Natural Language Processing

Language understanding for text analysis

We are working on machine learning algorithms and large-scale semantic databases for accurate language analysis to implement advanced text applications that require an understanding of language, such as information extraction, language translation, summarization, and text classification.

■How is it used?

With the growth of the Internet, huge amounts of text, blogs, and SNS data written by a wide range of people on a variety of topics and of variable quality are readily available. Demand is increasing for text analysis technology that can process such a vast amount of text data for business and service applications, including sentiment analysis and filtering illegal/harmful information.
Globalization has increased opportunities for ordinary citizens to access first-hand, up-to-date information written in foreign languages and to communicate with foreigners in person. This has revived the demand for machine translation.
However, the casually and often hastily written colloquial text found on the Internet and the spontaneous spoken languages used in human conversation include lexical and grammatical errors. Things that can be understood from the context are not explicitly mentioned in such texts; this situation greatly complicates understanding.
We are approaching the problem by building a semantic knowledge database based on large amounts of text and devising a sophisticated machine learning algorithm to implement accurate language analysis technology for text applications requiring language understanding.


■High-accuracy dependency parser based on semi-supervised learning

For training, semi-supervised learning uses not only manually labeled data but also unlabeled data. We have developed a semi-supervised learning method for dependency parsing that achieves high accuracy using such large-scale text data as Web data. It achieved the best published accuracy in English dependency parsing. The technology can be used for machine translation and sentiment analysis.
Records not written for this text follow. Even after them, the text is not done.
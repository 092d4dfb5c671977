mod config_watcher;
mod runtime;
mod startup;
mod state;

pub(crate) use startup::start;
pub(crate) use state::{AppState, WsTx};

pub use state::{RackState, RackStatus};
impl Inventory {
    /// Wraps `initial` tables, persisting later changes to `db` if given.
    #[must_use]
    pub fn new(initial: Tables, db: Option<DbPool>) -> Arc<Self> {
        let (tx, _) = watch::channel(Arc::new(initial.clone()));
        Arc::new(Self {
            inner: Mutex::new(initial),
            tx,
            db,
            audit: Mutex::new(Vec::new()),
        })
    }

    /// Loads the tables from `db`, or starts empty without one.
    pub async fn open(db: Option<DbPool>) -> Result<Arc<Self>, CoreError> {
        let tables = match db {
            Some(ref pool) => db::load(pool).await?,
            None => Tables::default(),
        };
        Ok(Self::new(tables, db))
    }

    /// Current published state.
    #[must_use]
    pub fn snapshot(&self) -> Arc<Tables> {
        self.tx.borrow().clone()
    }

    pub fn subscribe(&self) -> InventoryRx {
        self.tx.subscribe()
    }

    fn publish(&self, tables: &Tables) {
        self.tx.send_replace(Arc::new(tables.clone()));
    }

    #[tracing::instrument(skip_all, fields(cidr = %new.cidr))]
    pub async fn create_subnet(&self, new: NewSubnet) -> Result<Subnet, CoreError> {
        let mut tables = self.inner.lock().await;
        let subnet = Subnet {
            id: tables.next_id,
            name: new.name.unwrap_or_else(|| new.cidr.to_string()),
            description: new.description,
            cidr: new.cidr,
            vlan: new.vlan,
            space: new.space,
            rdns_mode: new.rdns_mode,
            gateway_ip: new.gateway_ip,
            managed: new.managed,
            allow_proxy: new.allow_proxy,
            active_discovery: new.active_discovery,
            dns_servers: new.dns_servers,
        };
        subnet.validate()?;
        if let Some(existing) = tables.subnets.values().find(|s| {
            s.cidr.contains(&subnet.cidr.network()) || subnet.cidr.contains(&s.cidr.network())
        }) {
            return Err(CoreError::conflict(format!(
                "Subnet {} overlaps existing subnet {}",
                subnet.cidr, existing.cidr
            )));
        }
        if let Some(ref pool) = self.db {
            db::insert_subnet(pool, &subnet).await?;
        }
        tables.next_id += 1;
        tables.subnets.insert(subnet.id, subnet.clone());
        self.publish(&tables);
        info!("Created subnet {} ({})", subnet.cidr, subnet.id);
        Ok(subnet)
    }

    /// Deletes a subnet with its ranges and address records; interfaces linked
    /// to it are unlinked.
    #[tracing::instrument(skip(self))]
    pub async fn delete_subnet(&self, id: SubnetId) -> Result<Subnet, CoreError> {
        let mut tables = self.inner.lock().await;
        let Some(subnet) = tables.subnets.get(&id).cloned() else {
            return Err(CoreError::NotFound(format!("Subnet {id}")));
        };
        if let Some(ref pool) = self.db {
            db::delete_subnet(pool, id).await?;
        }
        tables.subnets.remove(&id);
        tables.ranges.retain(|_, r| r.subnet_id != id);
        tables.addresses.retain(|_, a| a.subnet_id != id);
        for interface in tables.interfaces.values_mut() {
            if interface.subnet_id == Some(id) {
                interface.subnet_id = None;
            }
        }
        self.publish(&tables);
        info!("Deleted subnet {}", subnet.cidr);
        Ok(subnet)
    }

    #[tracing::instrument(skip_all, fields(subnet_id = new.subnet_id))]
    pub async fn add_range(&self, new: NewRange) -> Result<IpRange, CoreError> {
        let mut tables = self.inner.lock().await;
        let Some(subnet) = tables.subnets.get(&new.subnet_id) else {
            return Err(CoreError::NotFound(format!("Subnet {}", new.subnet_id)));
        };
        let range = IpRange {
            id: tables.next_id,
            subnet_id: new.subnet_id,
            start: new.start,
            end: new.end,
            kind: new.kind,
            comment: new.comment,
        };
        range.validate_within(subnet.cidr)?;
        if let Some(other) = tables.ranges_of(new.subnet_id).find(|r| r.overlaps(&range)) {
            return Err(CoreError::conflict(format!(
                "Range {}-{} overlaps existing {} range {}-{}",
                range.start, range.end, other.kind, other.start, other.end
            )));
        }
        if let Some(ref pool) = self.db {
            db::insert_range(pool, &range).await?;
        }
        tables.next_id += 1;
        tables.ranges.insert(range.id, range.clone());
        self.publish(&tables);
        Ok(range)
    }

    #[tracing::instrument(skip(self))]
    pub async fn create_host(&self, hostname: &str, kind: HostKind) -> Result<Host, CoreError> {
        let mut tables = self.inner.lock().await;
        self.insert_host(&mut tables, hostname, kind).await
    }

    async fn insert_host(
        &self,
        tables: &mut Tables,
        hostname: &str,
        kind: HostKind,
    ) -> Result<Host, CoreError> {
        if hostname.trim().is_empty() {
            return Err(CoreError::validation("Hostname must not be empty"));
        }
        if tables.host_by_name(hostname).is_some() {
            return Err(CoreError::conflict(format!(
                "Host '{hostname}' already exists"
            )));
        }
        let host = Host::new(tables.next_id, hostname.to_owned(), kind);
        if let Some(ref pool) = self.db {
            db::insert_host(pool, &host).await?;
        }
        tables.next_id += 1;
        tables.hosts.insert(host.id, host.clone());
        self.publish(tables);
        Ok(host)
    }

    /// Creates a rack-controller host for every name that has none yet.
    ///
    /// Returns the hosts that were created.
    pub async fn ensure_rack_hosts<'n>(
        &self,
        names: impl IntoIterator<Item = &'n str>,
    ) -> Result<Vec<Host>, CoreError> {
        let mut tables = self.inner.lock().await;
        let mut created = Vec::new();
        for name in names {
            if tables.host_by_name(name).is_none() {
                let host = self
                    .insert_host(&mut tables, name, HostKind::RackController)
                    .await?;
                info!("Registered rack controller host '{name}'");
                created.push(host);
            }
        }
        Ok(created)
    }

    /// Deletes a host; its interfaces remain, unlinked.
    #[tracing::instrument(skip(self))]
    pub async fn delete_host(&self, id: HostId) -> Result<Host, CoreError> {
        let mut tables = self.inner.lock().await;
        let Some(host) = tables.hosts.get(&id).cloned() else {
            return Err(CoreError::NotFound(format!("Host {id}")));
        };
        if let Some(ref pool) = self.db {
            db::delete_host(pool, id).await?;
        }
        tables.hosts.remove(&id);
        for interface in tables.interfaces.values_mut() {
            if interface.host_id == Some(id) {
                interface.host_id = None;
            }
        }
        self.publish(&tables);
        Ok(host)
    }

    /// Stores `planned` only if the host is still in `planned.from`.
    ///
    /// # Errors
    ///
    /// A retryable [`CoreError::Conflict`] when another writer got there first.
    pub async fn compare_and_set_status(
        &self,
        id: HostId,
        planned: &PlannedTransition,
    ) -> Result<Host, CoreError> {
        let mut tables = self.inner.lock().await;
        let Some(current) = tables.hosts.get(&id) else {
            return Err(CoreError::NotFound(format!("Host {id}")));
        };
        if current.status != planned.from {
            return Err(CoreError::stale(format!(
                "Host {} changed from {} to {} concurrently",
                current.hostname, planned.from, current.status
            )));
        }
        if let Some(ref pool) = self.db
            && !db::compare_and_set_status(pool, id, planned).await?
        {
            return Err(CoreError::stale(format!(
                "Host {id} changed concurrently"
            )));
        }
        let mut updated = current.clone();
        updated.status = planned.to;
        updated.owner.clone_from(&planned.owner);
        tables.hosts.insert(id, updated.clone());
        self.publish(&tables);
        Ok(updated)
    }

    pub async fn create_interface(&self, new: NewInterface) -> Result<Interface, CoreError> {
        let mut tables = self.inner.lock().await;
        if let Some(host_id) = new.host_id
            && !tables.hosts.contains_key(&host_id)
        {
            return Err(CoreError::NotFound(format!("Host {host_id}")));
        }
        if let Some(subnet_id) = new.subnet_id
            && !tables.subnets.contains_key(&subnet_id)
        {
            return Err(CoreError::NotFound(format!("Subnet {subnet_id}")));
        }
        let interface = Interface {
            id: tables.next_id,
            name: new.name,
            kind: new.kind,
            host_id: new.host_id,
            mac: new.mac.map(|m| m.to_ascii_lowercase()),
            subnet_id: new.subnet_id,
            link_up: new.link_up,
        };
        if let Some(ref pool) = self.db {
            db::insert_interface(pool, &interface).await?;
        }
        tables.next_id += 1;
        tables.interfaces.insert(interface.id, interface.clone());
        self.publish(&tables);
        Ok(interface)
    }

    /// Deletes an interface along with the address records assigned to it.
    pub async fn delete_interface(&self, id: InterfaceId) -> Result<Interface, CoreError> {
        let mut tables = self.inner.lock().await;
        let Some(interface) = tables.interfaces.get(&id).cloned() else {
            return Err(CoreError::NotFound(format!("Interface {id}")));
        };
        if let Some(ref pool) = self.db {
            db::delete_interface(pool, id).await?;
        }
        tables.interfaces.remove(&id);
        tables.addresses.retain(|_, a| a.interface_id != Some(id));
        self.publish(&tables);
        Ok(interface)
    }

    /// Checks and inserts an address record in one critical section.
    #[tracing::instrument(skip(self))]
    pub async fn assign_address(
        &self,
        request: AssignRequest,
        origin: Origin,
    ) -> Result<AddressRecord, CoreError> {
        let mut tables = self.inner.lock().await;
        let subnet_id = ipam::check_assign(&tables, &request, origin)?;
        let record = AddressRecord {
            id: tables.next_id,
            ip: request.ip,
            subnet_id,
            kind: request.kind,
            interface_id: request.interface_id,
            mac: request.mac.map(|m| m.to_ascii_lowercase()),
            created: Utc::now(),
        };
        if let Some(ref pool) = self.db {
            db::insert_address(pool, &record).await?;
        }
        tables.next_id += 1;
        tables.addresses.insert(record.ip, record.clone());
        self.publish(&tables);
        Ok(record)
    }

    /// Removes the record for `ip`. Missing records are not an error.
    pub async fn release_address(&self, ip: IpAddr) -> Result<Option<AddressRecord>, CoreError> {
        let mut tables = self.inner.lock().await;
        if !tables.addresses.contains_key(&ip) {
            debug!("Release of unrecorded address {ip} ignored");
            return Ok(None);
        }
        if let Some(ref pool) = self.db {
            db::delete_address(pool, ip).await?;
        }
        let removed = tables.addresses.remove(&ip);
        self.publish(&tables);
        Ok(removed)
    }

    /// Records an address seen on the wire, unless it's outside every known
    /// subnet, already recorded, or not assignable.
    pub async fn observe(&self, ip: IpAddr, mac: &str) -> Result<Option<AddressRecord>, CoreError> {
        let mut recorded = self.observe_all([(ip, mac)]).await?;
        Ok(recorded.pop())
    }

    /// Records a batch of observed `(address, mac)` pairs under one lock, in
    /// one transaction and with one published snapshot. Pairs that [`observe`]
    /// would skip are skipped, as are repeats of an address within the batch.
    ///
    /// Returns the records created.
    ///
    /// [`observe`]: Self::observe
    #[tracing::instrument(skip_all)]
    pub async fn observe_all<'m>(
        &self,
        seen: impl IntoIterator<Item = (IpAddr, &'m str)>,
    ) -> Result<Vec<AddressRecord>, CoreError> {
        let mut tables = self.inner.lock().await;
        let now = Utc::now();
        let mut next_id = tables.next_id;
        let mut staged: BTreeMap<IpAddr, AddressRecord> = BTreeMap::new();
        for (ip, mac) in seen {
            if staged.contains_key(&ip) {
                continue;
            }
            let request = AssignRequest {
                ip,
                kind: AddressType::Discovered,
                interface_id: None,
                mac: Some(mac.to_ascii_lowercase()),
            };
            let subnet_id = match ipam::check_assign(&tables, &request, Origin::Observation) {
                Ok(subnet_id) => subnet_id,
                Err(CoreError::Validation(reason)) => {
                    debug!("Not recording observed {ip}: {reason}");
                    continue;
                }
                Err(CoreError::Conflict { .. }) => continue,
                Err(e) => return Err(e),
            };
            staged.insert(
                ip,
                AddressRecord {
                    id: next_id,
                    ip,
                    subnet_id,
                    kind: request.kind,
                    interface_id: None,
                    mac: request.mac,
                    created: now,
                },
            );
            next_id += 1;
        }
        let recorded: Vec<AddressRecord> = staged.into_values().collect();
        if recorded.is_empty() {
            return Ok(recorded);
        }
        if let Some(ref pool) = self.db {
            db::insert_addresses(pool, &recorded).await?;
        }
        tables.next_id = next_id;
        tables
            .addresses
            .extend(recorded.iter().map(|r| (r.ip, r.clone())));
        self.publish(&tables);
        debug!("Recorded {} observed addresses", recorded.len());
        Ok(recorded)
    }

    /// Appends an entry to the durable audit log.
    pub async fn record_audit(
        &self,
        user: &str,
        action: &str,
        subnet: &Subnet,
        detail: String,
    ) -> Result<AuditEntry, CoreError> {
        let mut tables = self.inner.lock().await;
        let entry = AuditEntry {
            id: tables.next_id,
            timestamp: Utc::now(),
            user: user.to_owned(),
            action: action.to_owned(),
            subnet_id: subnet.id,
            cidr: subnet.cidr.to_string(),
            detail,
        };
        match self.db {
            Some(ref pool) => db::insert_audit(pool, &entry).await?,
            None => self.audit.lock().await.push(entry.clone()),
        }
        tables.next_id += 1;
        Ok(entry)
    }

    /// The audit log, oldest first.
    pub async fn audit_entries(&self) -> Result<Vec<AuditEntry>, CoreError> {
        match self.db {
            Some(ref pool) => Ok(db::load_audit(pool).await?),
            None => Ok(self.audit.lock().await.clone()),
        }
    }
}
■Predicate argument structure analysis coping with a variety of expressions

Who did what to whom (5W1H) is important to understand the state and action expressed by a sentence. We have developed a learning method that obtains a set of rules for determining the subject and object of a verb from a large amount of annotated training data. Even without dependency between a predicate and an argument, or if the argument is omitted, it can determine the predicate argument relation from the context. The technology can be used for sentiment analysis and filtering illegal and harmful information.


■Language resources including “Nihongo Goi-Taikei,” the largest Japanese thesaurus

We have developed various semantic databases for advanced language analysis. The following have been published in book form: “Nihongo Goi-Taikei” (thesaurus), “Nihongo no Goi-Tokusei” (psycholinguistic database), and “Kihongo Database” (semantic database).